Why Safety Cannot Be Planned

I recently watched Dwarkesh Patel’s interview with Ilya Sutskever, one of the most impactful researchers of our time, and found it striking how clearly he articulates the challenges we do not yet know how to solve. It is especially revealing to pay attention to the gaps he highlights—the things we cannot yet build, the mechanisms we do not yet understand.

One of Ilya’s central claims is that humans possess an impressively flexible and robust value mechanism, encoded at different levels of directness in our genomes. Some aversions—rotting food, for example—are simple, deeply encoded rules that clearly mattered for survival. But things become far more interesting, and far more relevant to AI safety, when we consider our capacity to shape and reshape our own value functions in complex and rapidly changing social environments. Humans can (with effort) revise their goals, motivations, and behaviours when confronted with new information or new social situations.
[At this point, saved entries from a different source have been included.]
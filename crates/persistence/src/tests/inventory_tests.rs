// Copyright (C) 2026 The Workbay Authors
// Use of this source code is governed by an MIT-style
// license that can be found in the LICENSE file or at
// https://opensource.org/licenses/MIT.

//! Parts ledger persistence tests.

use crate::tests::{NOW, create_test_actor, create_test_job, create_test_variant};
use crate::{NewJobCard, NewPartVariant, Persistence, PersistenceError};
use diesel::RunQueryDsl;
use serde_json::json;
use workbay::CoreError;
use workbay_audit::JobEventKind;
use workbay_domain::DomainError;

#[test]
fn test_issue_decrements_stock_and_records_usage() {
    let mut persistence = Persistence::new_in_memory().unwrap();
    let job = create_test_job(&mut persistence, "JC-1");
    let variant = create_test_variant(&mut persistence, 10);

    let usage = persistence
        .issue_parts(job.job_card_id, variant.variant_id, 3, create_test_actor(), NOW)
        .unwrap();

    assert_eq!(usage.quantity, 3);
    assert_eq!(usage.unit_price_cents, 1_250);
    assert_eq!(usage.total_price_cents, 3_750);
    assert_eq!(usage.issued_by, "tech-42");
    assert_eq!(usage.issued_at, NOW);

    assert_eq!(
        persistence
            .get_part_variant(variant.variant_id)
            .unwrap()
            .stock_quantity,
        7
    );
    assert_eq!(persistence.get_parts_usage(usage.usage_id).unwrap(), usage);

    let events = persistence.get_job_events(job.job_card_id).unwrap();
    assert_eq!(events.len(), 1);
    assert_eq!(events[0].event_type, JobEventKind::PartsIssued);
    assert_eq!(events[0].description, "Issued 3 x OIL-FILTER-10");
}

#[test]
fn test_issue_exceeding_stock_changes_nothing() {
    let mut persistence = Persistence::new_in_memory().unwrap();
    let job = create_test_job(&mut persistence, "JC-1");
    let variant = create_test_variant(&mut persistence, 3);

    let err = persistence
        .issue_parts(job.job_card_id, variant.variant_id, 5, create_test_actor(), NOW)
        .unwrap_err();

    assert_eq!(
        err,
        PersistenceError::Rejected(CoreError::DomainViolation(
            DomainError::InsufficientStock {
                variant_id: variant.variant_id,
                requested: 5,
                available: 3,
            }
        ))
    );
    assert_eq!(
        persistence
            .get_part_variant(variant.variant_id)
            .unwrap()
            .stock_quantity,
        3
    );
    assert!(
        persistence
            .list_parts_usage_for_job(job.job_card_id)
            .unwrap()
            .is_empty()
    );
    assert!(persistence.get_job_events(job.job_card_id).unwrap().is_empty());
}

#[test]
fn test_issue_entire_stock_leaves_zero() {
    let mut persistence = Persistence::new_in_memory().unwrap();
    let job = create_test_job(&mut persistence, "JC-1");
    let variant = create_test_variant(&mut persistence, 4);

    persistence
        .issue_parts(job.job_card_id, variant.variant_id, 4, create_test_actor(), NOW)
        .unwrap();

    assert_eq!(
        persistence
            .get_part_variant(variant.variant_id)
            .unwrap()
            .stock_quantity,
        0
    );
}

#[test]
fn test_issue_zero_quantity_is_rejected() {
    let mut persistence = Persistence::new_in_memory().unwrap();
    let job = create_test_job(&mut persistence, "JC-1");
    let variant = create_test_variant(&mut persistence, 4);

    let err = persistence
        .issue_parts(job.job_card_id, variant.variant_id, 0, create_test_actor(), NOW)
        .unwrap_err();

    assert_eq!(
        err,
        PersistenceError::Rejected(CoreError::DomainViolation(DomainError::InvalidQuantity {
            quantity: 0
        }))
    );
}

#[test]
fn test_issue_across_dealers_is_rejected() {
    let mut persistence = Persistence::new_in_memory().unwrap();
    let job = create_test_job(&mut persistence, "JC-1");
    let foreign = persistence
        .create_part_variant(&NewPartVariant {
            dealer_id: 99,
            part_id: 1,
            sku: String::from("WIPER-22"),
            stock_quantity: 10,
            price_cents: 900,
        })
        .unwrap();

    let err = persistence
        .issue_parts(job.job_card_id, foreign.variant_id, 1, create_test_actor(), NOW)
        .unwrap_err();

    assert!(matches!(
        err,
        PersistenceError::Rejected(CoreError::DomainViolation(DomainError::DealerMismatch {
            job_dealer_id: 10,
            variant_dealer_id: 99,
        }))
    ));
    assert_eq!(
        persistence
            .get_part_variant(foreign.variant_id)
            .unwrap()
            .stock_quantity,
        10
    );
}

#[test]
fn test_issue_for_missing_records_is_not_found() {
    let mut persistence = Persistence::new_in_memory().unwrap();
    let job = create_test_job(&mut persistence, "JC-1");
    let variant = create_test_variant(&mut persistence, 4);

    assert!(matches!(
        persistence.issue_parts(999, variant.variant_id, 1, create_test_actor(), NOW),
        Err(PersistenceError::NotFound(_))
    ));
    assert!(matches!(
        persistence.issue_parts(job.job_card_id, 999, 1, create_test_actor(), NOW),
        Err(PersistenceError::NotFound(_))
    ));
}

#[test]
fn test_full_return_restores_stock_and_deletes_usage() {
    let mut persistence = Persistence::new_in_memory().unwrap();
    let job = create_test_job(&mut persistence, "JC-1");
    let variant = create_test_variant(&mut persistence, 10);
    let usage = persistence
        .issue_parts(job.job_card_id, variant.variant_id, 4, create_test_actor(), NOW)
        .unwrap();

    let plan = persistence
        .return_parts(
            usage.usage_id,
            4,
            Some("wrong size"),
            create_test_actor(),
            "2026-10-19T13:00:00Z",
        )
        .unwrap();

    assert!(plan.fully_returned());
    assert_eq!(plan.remaining_quantity(), 0);
    assert_eq!(
        persistence
            .get_part_variant(variant.variant_id)
            .unwrap()
            .stock_quantity,
        10
    );
    assert!(matches!(
        persistence.get_parts_usage(usage.usage_id),
        Err(PersistenceError::NotFound(_))
    ));

    let events = persistence.get_job_events(job.job_card_id).unwrap();
    assert_eq!(events.len(), 2);
    assert_eq!(events[1].event_type, JobEventKind::PartsReturned);
    assert_eq!(events[1].description, "Returned 4 of 4 units: wrong size");
    assert_eq!(events[1].created_at, "2026-10-19T13:00:00Z");
}

#[test]
fn test_partial_return_keeps_original_unit_price() {
    let mut persistence = Persistence::new_in_memory().unwrap();
    let job = create_test_job(&mut persistence, "JC-1");
    let variant = create_test_variant(&mut persistence, 10);
    let usage = persistence
        .issue_parts(job.job_card_id, variant.variant_id, 5, create_test_actor(), NOW)
        .unwrap();

    let plan = persistence
        .return_parts(usage.usage_id, 2, None, create_test_actor(), NOW)
        .unwrap();

    assert!(!plan.fully_returned());
    assert_eq!(plan.remaining_quantity(), 3);

    let updated = persistence.get_parts_usage(usage.usage_id).unwrap();
    assert_eq!(updated.quantity, 3);
    assert_eq!(updated.unit_price_cents, 1_250);
    assert_eq!(updated.total_price_cents, 3_750);
    assert_eq!(
        persistence
            .get_part_variant(variant.variant_id)
            .unwrap()
            .stock_quantity,
        7
    );

    let events = persistence.get_job_events(job.job_card_id).unwrap();
    assert_eq!(
        events[1].metadata.as_ref().map(|m| m["remaining_quantity"].clone()),
        Some(json!(3))
    );
}

#[test]
fn test_over_return_changes_nothing() {
    let mut persistence = Persistence::new_in_memory().unwrap();
    let job = create_test_job(&mut persistence, "JC-1");
    let variant = create_test_variant(&mut persistence, 10);
    let usage = persistence
        .issue_parts(job.job_card_id, variant.variant_id, 2, create_test_actor(), NOW)
        .unwrap();

    let err = persistence
        .return_parts(usage.usage_id, 3, None, create_test_actor(), NOW)
        .unwrap_err();

    assert_eq!(
        err,
        PersistenceError::Rejected(CoreError::DomainViolation(DomainError::OverReturn {
            usage_id: usage.usage_id,
            requested: 3,
            remaining: 2,
        }))
    );
    assert_eq!(persistence.get_parts_usage(usage.usage_id).unwrap(), usage);
    assert_eq!(
        persistence
            .get_part_variant(variant.variant_id)
            .unwrap()
            .stock_quantity,
        8
    );
    assert_eq!(persistence.get_job_events(job.job_card_id).unwrap().len(), 1);
}

#[test]
fn test_usage_listing_is_scoped_to_job() {
    let mut persistence = Persistence::new_in_memory().unwrap();
    let first = create_test_job(&mut persistence, "JC-1");
    let second = persistence
        .create_job_card(&NewJobCard {
            dealer_id: crate::tests::DEALER_ID,
            job_number: String::from("JC-2"),
            technician_id: None,
            created_at: NOW.to_string(),
        })
        .unwrap();
    let variant = create_test_variant(&mut persistence, 20);

    for quantity in [1, 2] {
        persistence
            .issue_parts(
                first.job_card_id,
                variant.variant_id,
                quantity,
                create_test_actor(),
                NOW,
            )
            .unwrap();
    }
    persistence
        .issue_parts(second.job_card_id, variant.variant_id, 5, create_test_actor(), NOW)
        .unwrap();

    let usages = persistence.list_parts_usage_for_job(first.job_card_id).unwrap();
    let quantities: Vec<u32> = usages.iter().map(|u| u.quantity).collect();
    assert_eq!(quantities, vec![1, 2]);
    assert_eq!(
        persistence
            .get_part_variant(variant.variant_id)
            .unwrap()
            .stock_quantity,
        12
    );
}

#[test]
fn test_failed_usage_insert_restores_stock() {
    let mut persistence = Persistence::new_in_memory().unwrap();
    let job = create_test_job(&mut persistence, "JC-1");
    let variant = create_test_variant(&mut persistence, 10);

    diesel::sql_query(
        "CREATE TRIGGER reject_parts_usage BEFORE INSERT ON parts_usage \
         BEGIN SELECT RAISE(ABORT, 'ledger unavailable'); END",
    )
    .execute(&mut persistence.conn)
    .unwrap();

    let err = persistence
        .issue_parts(job.job_card_id, variant.variant_id, 4, create_test_actor(), NOW)
        .unwrap_err();
    assert!(matches!(err, PersistenceError::QueryFailed(_)));

    assert_eq!(
        persistence
            .get_part_variant(variant.variant_id)
            .unwrap()
            .stock_quantity,
        10
    );
    assert!(
        persistence
            .list_parts_usage_for_job(job.job_card_id)
            .unwrap()
            .is_empty()
    );
    assert!(persistence.get_job_events(job.job_card_id).unwrap().is_empty());
}
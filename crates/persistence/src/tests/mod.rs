// Copyright (C) 2026 The Workbay Authors
// Use of this source code is governed by an MIT-style
// license that can be found in the LICENSE file or at
// https://opensource.org/licenses/MIT.

#![allow(clippy::expect_used, clippy::unwrap_used)]

mod inventory_tests;

use crate::{NewJobCard, NewPartVariant, Persistence};
use workbay_audit::Actor;
use workbay_domain::{JobCard, JobStatus, PartVariant, TransitionTable};

pub const DEALER_ID: i64 = 10;
pub const CREATED_AT: &str = "2026-10-19T07:00:00Z";
pub const NOW: &str = "2026-10-19T12:00:00Z";

pub fn create_test_actor() -> Actor {
    Actor::user("tech-42")
}

pub fn create_test_job(persistence: &mut Persistence, job_number: &str) -> JobCard {
    persistence
        .create_job_card(&NewJobCard {
            dealer_id: DEALER_ID,
            job_number: job_number.to_string(),
            technician_id: Some(42),
            created_at: CREATED_AT.to_string(),
        })
        .unwrap()
}

pub fn create_test_variant(persistence: &mut Persistence, stock_quantity: u32) -> PartVariant {
    persistence
        .create_part_variant(&NewPartVariant {
            dealer_id: DEALER_ID,
            part_id: 500,
            sku: format!("OIL-FILTER-{stock_quantity}"),
            stock_quantity,
            price_cents: 1_250,
        })
        .unwrap()
}

/// Walks a job along the standard lifecycle to `in_progress`.
pub fn advance_to_in_progress(persistence: &mut Persistence, job_card_id: i64) {
    let table = TransitionTable::standard();
    for to in [
        JobStatus::Diagnosed,
        JobStatus::EstimateSent,
        JobStatus::CustomerApproved,
        JobStatus::InProgress,
    ] {
        persistence
            .transition_job(
                &table,
                job_card_id,
                workbay::TransitionCommand::new(to, create_test_actor()),
                NOW,
            )
            .unwrap();
    }
}
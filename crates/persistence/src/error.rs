// Copyright (C) 2026 The Workbay Authors
// Use of this source code is governed by an MIT-style
// license that can be found in the LICENSE file or at
// https://opensource.org/licenses/MIT.

use workbay::CoreError;

/// Errors that can occur during persistence operations.
#[derive(Debug, Clone, PartialEq, Eq)]
pub enum PersistenceError {
    /// A database error occurred.
    DatabaseError(String),
    /// Database connection failed.
    DatabaseConnectionFailed(String),
    /// Database migration failed.
    MigrationFailed(String),
    /// Query execution failed.
    QueryFailed(String),
    /// A stored row could not be converted back into a domain value.
    ReconstructionError(String),
    /// Serialization/deserialization error.
    SerializationError(String),
    /// Initialization error.
    InitializationError(String),
    /// Foreign key enforcement is not enabled.
    ForeignKeyEnforcementNotEnabled,
    /// The requested resource was not found.
    NotFound(String),
    /// A business rule rejected the mutation inside its unit of work.
    ///
    /// The unit of work was rolled back.
    Rejected(CoreError),
}

impl std::fmt::Display for PersistenceError {
    fn fmt(&self, f: &mut std::fmt::Formatter<'_>) -> std::fmt::Result {
        match self {
            Self::DatabaseError(msg) => write!(f, "Database error: {msg}"),
            Self::DatabaseConnectionFailed(msg) => {
                write!(f, "Database connection failed: {msg}")
            }
            Self::MigrationFailed(msg) => write!(f, "Migration failed: {msg}"),
            Self::QueryFailed(msg) => write!(f, "Query failed: {msg}"),
            Self::ReconstructionError(msg) => write!(f, "Row reconstruction error: {msg}"),
            Self::SerializationError(msg) => write!(f, "Serialization error: {msg}"),
            Self::InitializationError(msg) => write!(f, "Initialization error: {msg}"),
            Self::ForeignKeyEnforcementNotEnabled => {
                write!(f, "Foreign key enforcement is not enabled")
            }
            Self::NotFound(msg) => write!(f, "Not found: {msg}"),
            Self::Rejected(err) => write!(f, "Rejected: {err}"),
        }
    }
}

impl std::error::Error for PersistenceError {}

impl From<diesel::result::Error> for PersistenceError {
    fn from(err: diesel::result::Error) -> Self {
        match err {
            diesel::result::Error::NotFound => Self::NotFound("Record not found".to_string()),
            _ => Self::DatabaseError(err.to_string()),
        }
    }
}

impl From<diesel::ConnectionError> for PersistenceError {
    fn from(err: diesel::ConnectionError) -> Self {
        Self::DatabaseConnectionFailed(err.to_string())
    }
}

impl From<serde_json::Error> for PersistenceError {
    fn from(err: serde_json::Error) -> Self {
        Self::SerializationError(err.to_string())
    }
}

impl From<CoreError> for PersistenceError {
    fn from(err: CoreError) -> Self {
        Self::Rejected(err)
    }
}
// Copyright (C) 2026 The Workbay Authors
// Use of this source code is governed by an MIT-style
// license that can be found in the LICENSE file or at
// https://opensource.org/licenses/MIT.

#![deny(
    clippy::pedantic,
    clippy::cargo,
    clippy::nursery,
    clippy::style,
    clippy::correctness,
    clippy::all,
    clippy::unwrap_used,
    clippy::expect_used
)]

use serde::{Deserialize, Serialize};
use serde_json::{Value, json};
use std::str::FromStr;
use workbay_domain::{DomainError, JobStatus, PartsUsage};

/// Actor type recorded for requests made by an authenticated user.
pub const ACTOR_TYPE_USER: &str = "user";
/// Actor type recorded for work initiated by the escalation scheduler.
pub const ACTOR_TYPE_SYSTEM: &str = "system";

/// Represents the entity performing an action.
///
/// An actor is any identifiable entity that initiates a state change.
/// This could be a user or the scheduler.
#[derive(Debug, Clone, PartialEq, Eq, Serialize, Deserialize)]
pub struct Actor {
    /// The unique identifier for this actor.
    pub id: String,
    /// The type of actor (e.g., "user", "system").
    pub actor_type: String,
}

impl Actor {
    /// Creates a new Actor.
    ///
    /// # Arguments
    ///
    /// * `id` - The unique identifier for this actor
    /// * `actor_type` - The type of actor
    #[must_use]
    pub const fn new(id: String, actor_type: String) -> Self {
        Self { id, actor_type }
    }

    /// Creates a user actor.
    #[must_use]
    pub fn user(id: impl Into<String>) -> Self {
        Self::new(id.into(), String::from(ACTOR_TYPE_USER))
    }

    /// The actor used for scheduler-initiated work.
    #[must_use]
    pub fn system() -> Self {
        Self::new(String::from("scheduler"), String::from(ACTOR_TYPE_SYSTEM))
    }
}

/// Kind of entry in a job's event log.
#[derive(Debug, Clone, Copy, PartialEq, Eq, Hash, Serialize, Deserialize)]
#[serde(rename_all = "snake_case")]
pub enum JobEventKind {
    StatusChange,
    PartsIssued,
    PartsReturned,
    PhotoAdded,
    ChecklistUpdate,
    NoteAdded,
}

impl JobEventKind {
    #[must_use]
    pub const fn as_str(&self) -> &'static str {
        match self {
            Self::StatusChange => "status_change",
            Self::PartsIssued => "parts_issued",
            Self::PartsReturned => "parts_returned",
            Self::PhotoAdded => "photo_added",
            Self::ChecklistUpdate => "checklist_update",
            Self::NoteAdded => "note_added",
        }
    }

    /// Returns true for kinds that only the core itself records.
    #[must_use]
    pub const fn is_reserved(&self) -> bool {
        matches!(
            self,
            Self::StatusChange | Self::PartsIssued | Self::PartsReturned
        )
    }
}

impl FromStr for JobEventKind {
    type Err = DomainError;

    fn from_str(s: &str) -> Result<Self, Self::Err> {
        match s {
            "status_change" => Ok(Self::StatusChange),
            "parts_issued" => Ok(Self::PartsIssued),
            "parts_returned" => Ok(Self::PartsReturned),
            "photo_added" => Ok(Self::PhotoAdded),
            "checklist_update" => Ok(Self::ChecklistUpdate),
            "note_added" => Ok(Self::NoteAdded),
            _ => Err(DomainError::InvalidJobEventType(s.to_string())),
        }
    }
}

impl std::fmt::Display for JobEventKind {
    fn fmt(&self, f: &mut std::fmt::Formatter<'_>) -> std::fmt::Result {
        write!(f, "{}", self.as_str())
    }
}

/// An immutable status history entry.
///
/// Every successful job status transition produces exactly one of these,
/// committed in the same unit of work as the status update.
#[derive(Debug, Clone, PartialEq, Eq, Serialize, Deserialize)]
pub struct StatusChange {
    pub job_card_id: i64,
    pub from: JobStatus,
    pub to: JobStatus,
    pub actor: Actor,
    pub reason: Option<String>,
    pub metadata: Option<Value>,
    pub occurred_at: String,
}

impl StatusChange {
    /// Creates a new `StatusChange`.
    ///
    /// # Arguments
    ///
    /// * `job_card_id` - The job whose status changed
    /// * `from` - The status before the transition
    /// * `to` - The status after the transition
    /// * `actor` - Who performed the transition
    /// * `reason` - Optional free-text reason
    /// * `metadata` - Optional caller-supplied metadata
    /// * `occurred_at` - Storage timestamp of the transition
    #[must_use]
    pub const fn new(
        job_card_id: i64,
        from: JobStatus,
        to: JobStatus,
        actor: Actor,
        reason: Option<String>,
        metadata: Option<Value>,
        occurred_at: String,
    ) -> Self {
        Self {
            job_card_id,
            from,
            to,
            actor,
            reason,
            metadata,
            occurred_at,
        }
    }

    /// Serialized metadata for storage.
    #[must_use]
    pub fn metadata_json(&self) -> Option<String> {
        self.metadata.as_ref().map(Value::to_string)
    }
}

/// An immutable entry in a job's event log.
#[derive(Debug, Clone, PartialEq, Eq, Serialize, Deserialize)]
pub struct JobEvent {
    pub job_card_id: i64,
    pub kind: JobEventKind,
    pub description: String,
    pub actor: Actor,
    pub metadata: Option<Value>,
    pub occurred_at: String,
}

impl JobEvent {
    /// The event recorded alongside a status change.
    #[must_use]
    pub fn status_change(change: &StatusChange) -> Self {
        let description = change.reason.as_ref().map_or_else(
            || format!("Status changed from {} to {}", change.from, change.to),
            |reason| {
                format!(
                    "Status changed from {} to {}: {reason}",
                    change.from, change.to
                )
            },
        );

        Self {
            job_card_id: change.job_card_id,
            kind: JobEventKind::StatusChange,
            description,
            actor: change.actor.clone(),
            metadata: Some(json!({
                "from_status": change.from.as_str(),
                "to_status": change.to.as_str(),
            })),
            occurred_at: change.occurred_at.clone(),
        }
    }

    /// The event recorded when parts are issued to a job.
    ///
    /// # Arguments
    ///
    /// * `usage` - The usage record created by the issue
    /// * `sku` - The issued variant's SKU
    /// * `actor` - Who issued the parts
    #[must_use]
    pub fn parts_issued(usage: &PartsUsage, sku: &str, actor: Actor) -> Self {
        Self {
            job_card_id: usage.job_card_id,
            kind: JobEventKind::PartsIssued,
            description: format!("Issued {} x {sku}", usage.quantity),
            actor,
            metadata: Some(json!({
                "usage_id": usage.usage_id,
                "variant_id": usage.variant_id,
                "quantity": usage.quantity,
                "unit_price_cents": usage.unit_price_cents,
                "total_price_cents": usage.total_price_cents,
            })),
            occurred_at: usage.issued_at.clone(),
        }
    }

    /// The event recorded when parts are returned from a job.
    ///
    /// # Arguments
    ///
    /// * `usage` - The usage record as it was before the return
    /// * `returned` - Quantity returned to stock
    /// * `reason` - Optional free-text reason
    /// * `actor` - Who returned the parts
    /// * `occurred_at` - Storage timestamp of the return
    #[must_use]
    pub fn parts_returned(
        usage: &PartsUsage,
        returned: u32,
        reason: Option<&str>,
        actor: Actor,
        occurred_at: String,
    ) -> Self {
        let remaining = usage.quantity.saturating_sub(returned);
        let description = reason.map_or_else(
            || format!("Returned {returned} of {} units", usage.quantity),
            |reason| format!("Returned {returned} of {} units: {reason}", usage.quantity),
        );

        Self {
            job_card_id: usage.job_card_id,
            kind: JobEventKind::PartsReturned,
            description,
            actor,
            metadata: Some(json!({
                "usage_id": usage.usage_id,
                "variant_id": usage.variant_id,
                "returned_quantity": returned,
                "remaining_quantity": remaining,
                "fully_returned": remaining == 0,
                "reason": reason,
            })),
            occurred_at,
        }
    }

    /// A caller-recorded event such as a note or a photo.
    ///
    /// # Errors
    ///
    /// Returns `DomainError::ReservedJobEventType` if `kind` is one the core
    /// records itself.
    pub fn user_event(
        job_card_id: i64,
        kind: JobEventKind,
        description: String,
        actor: Actor,
        metadata: Option<Value>,
        occurred_at: String,
    ) -> Result<Self, DomainError> {
        if kind.is_reserved() {
            return Err(DomainError::ReservedJobEventType(kind.as_str().to_string()));
        }

        Ok(Self {
            job_card_id,
            kind,
            description,
            actor,
            metadata,
            occurred_at,
        })
    }

    /// Serialized metadata for storage.
    #[must_use]
    pub fn metadata_json(&self) -> Option<String> {
        self.metadata.as_ref().map(Value::to_string)
    }
}

#[cfg(test)]
mod tests;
And crucially, the ability to do this—that plasticity itself—is also a product of evolution. It seems we have inherited a value mechanism with just the right mixture of rigidity and flexibility to allow our species to persist. Yet today, our environment is changing faster than at any point in history, and it is not obvious to me that we are well-equipped to handle it.

If we seriously entertain the possibility that artificial superintelligence (ASI) is near—and that we want such systems to “care for sentient life,” as Ilya puts it—then we should demand that their value systems are at least as robust as ours when it comes to preserving human wellbeing. Is it possible to engineer the right mix of hard-coded constraints and self-directed plasticity into a system substantially more intelligent than we are? Is it conceivable that we could directly specify the internal machinery that yields long-term social alignment?

I do not believe this is possible—and even if it were in principle, I do not believe such a delicate symbiosis would manifest in our first attempts at building superintelligent systems.

There is a book by Kenneth Stanley and Joel Lehman, Why Greatness Cannot Be Planned: The Myth of the Objective, whose central argument is that in many domains it is often more effective to discover solutions through constrained exploration (e.g. using novelty search) than through the direct pursuit of explicit objectives. In the context of modern AI research, there is an obvious analogy to the industry’s fixation on scaling. Since GPT-3, enormous capital has been poured into scaling essentially the same recipe—incrementally optimizing an objective to squeeze marginal commercial value out of LLMs. What if even a fraction of that capital had been spent exploring safety-constrained alternatives to transformer pretraining or RL posttraining?

Some of the most respected researchers in the field—Sutskever, LeCun, Bengio—are already pushing in new directions and are not shy about it. In the interview, Ilya emphasizes that meaningful progress in AI will require drawing the correct inspiration from the brain. He repeatedly stresses the importance of social intelligence, value formation, and their evolutionary origins. And yet I rarely see stated what seems obvious to me: that if our goal is to create superintelligent systems capable of genuinely caring for sentient life, then we must draw the correct inspiration from evolution itself.

Perhaps, heading into 2026, we have a narrow window to define the shared environments in which AIs are allowed to safely evolve. One of the glaring gaps in contemporary AI safety is that model training begins—and effectively ends in deployment—without any intrinsic accountability. While LLMs do learn to mimic certain positive human behavioural patterns, those patterns are fragile, as seen in cases where models push vulnerable users toward psychotic delusions. These are not accidents; they are symptoms of systems trained without any internalized sense that their actions have consequences.

I do not think it is viable to build a powerful AI system first and only afterward teach it not to cause harm. Accountability—especially social accountability—must be baked into both training and deployment from the beginning. And perhaps, if AI systems are allowed to evolve under competitive, multiagent selection pressures that reward consensus-based, socially aligned behaviour, they may eventually develop their own complex-yet-robust value mechanisms. Mechanisms that, like ours, are not explicitly hard-coded but instead emerge as adaptive responses to living in a shared world.

In other words, I do not believe alignment can be engineered at the “genomic” level of AI models. What we can engineer are the initial capacities—plasticity, local learning rules, social interfaces, competitive dynamics—and the environments in which these capacities are expressed. The goal is not to hand-design social alignment; the goal is to ensure that in a shared, evolving environment, social alignment becomes a predictable evolutionary advantage.

To me, this is the only credible path toward building systems that care for sentient life. Not by dictating their values, but by structuring their world such that caring is how they survive.